摘要
赤霉素(gibberellin, GA)是一类四环二萜羧酸,是种类最多、生理功能最广的植物内源激素之一。目前,已发现的赤霉素类物质有136种,其中只有少数具有生物活性,影响着高等植物生活史的各个阶段。随着研究手段和技术的飞速发展,各种突变体材料的获得和利用,在GA生物合成及其调控方面,特别是GA合成中关键酶基因的克隆成功及对其功能的研究取得了较大的进展。GA2-氧化酶是由多基因编码的双加氧酶,调节赤霉素代谢,作用于有生物活性的GA1和GA4,将其转变成无活性的GA8和GA34,使植物体内GAs的活性降低,呈现矮化、节间缩短的表型。此外,GA2-氧化酶还参与植物光形态的建成。光通过诱导GA2-氧化酶基因的表达,使植物体内有生物活性的GA4降低而促进光形态建成。但目前仍没有关于GA2-氧化酶抗体的报道。因此,本论文通过生物信息学预测分析GA2ox1基因编码蛋白质的基本性质,从拟南芥基因组中克隆GA2ox1基因,构建高效原核表达载体pDEST17-GA2ox1,使其在宿主菌E.coli BL(21)star中表达,并优化表达条件。另外采用亲和层析方法纯化融合蛋白GA2ox1, Western Blot鉴定是否为目的蛋白。论文的具体结果如下:
(1)通过生物信息学分析GA2ox1基因编码蛋白。

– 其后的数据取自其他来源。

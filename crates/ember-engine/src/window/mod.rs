//! Window/context owner and frame loop.
//!
//! `Window` binds one `Application` to one `Backend` and drives
//! poll → update → render → present until quit or close.

mod config;
mod owner;

pub use config::{ContextVersion, WindowConfig};
pub use owner::Window;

结果显示,GA2ox1基因的ORF编码蛋白质全长329个氨基酸,分子量为36.7314kD,等电点为8.5793,没有明显疏水性,含一个潜在的跨膜区,N端没有信号肽序列,二级结构丰富,含有磷酸化位点、N-糖基化位点、N-酰基化位点、ATP/GTP结合位点等蛋白修饰及活化位点,三级结构显示该蛋白空间构象不对称,折叠成松散的球状蛋白。
(2)以哥伦比亚野生型拟南芥为实验材料,拟南芥总RNA为模板,采用RT-PCR扩增得到GA2ox1基因的ORF,大小约为990bp,与预期相符。
(3)成功地构建了原核表达载体pDEST17-GA2ox1。将其转化宿主菌E.coli BL(21)star,得到原核表达工程菌,命名为BL(21)star-pDEST17-GA2oxl。
(4)使用诱导剂IPTG诱导GA2ox1基因在宿主菌E.coli BL(21)star中成功表达融合蛋白GA2ox1, SDS-PAGE分析该蛋白是以包涵体形式存在,分子量约40kD与预期相符。并确定最优表达条件为:IPTG浓度0.2 mmol/L、温度30℃、诱导时间6 h。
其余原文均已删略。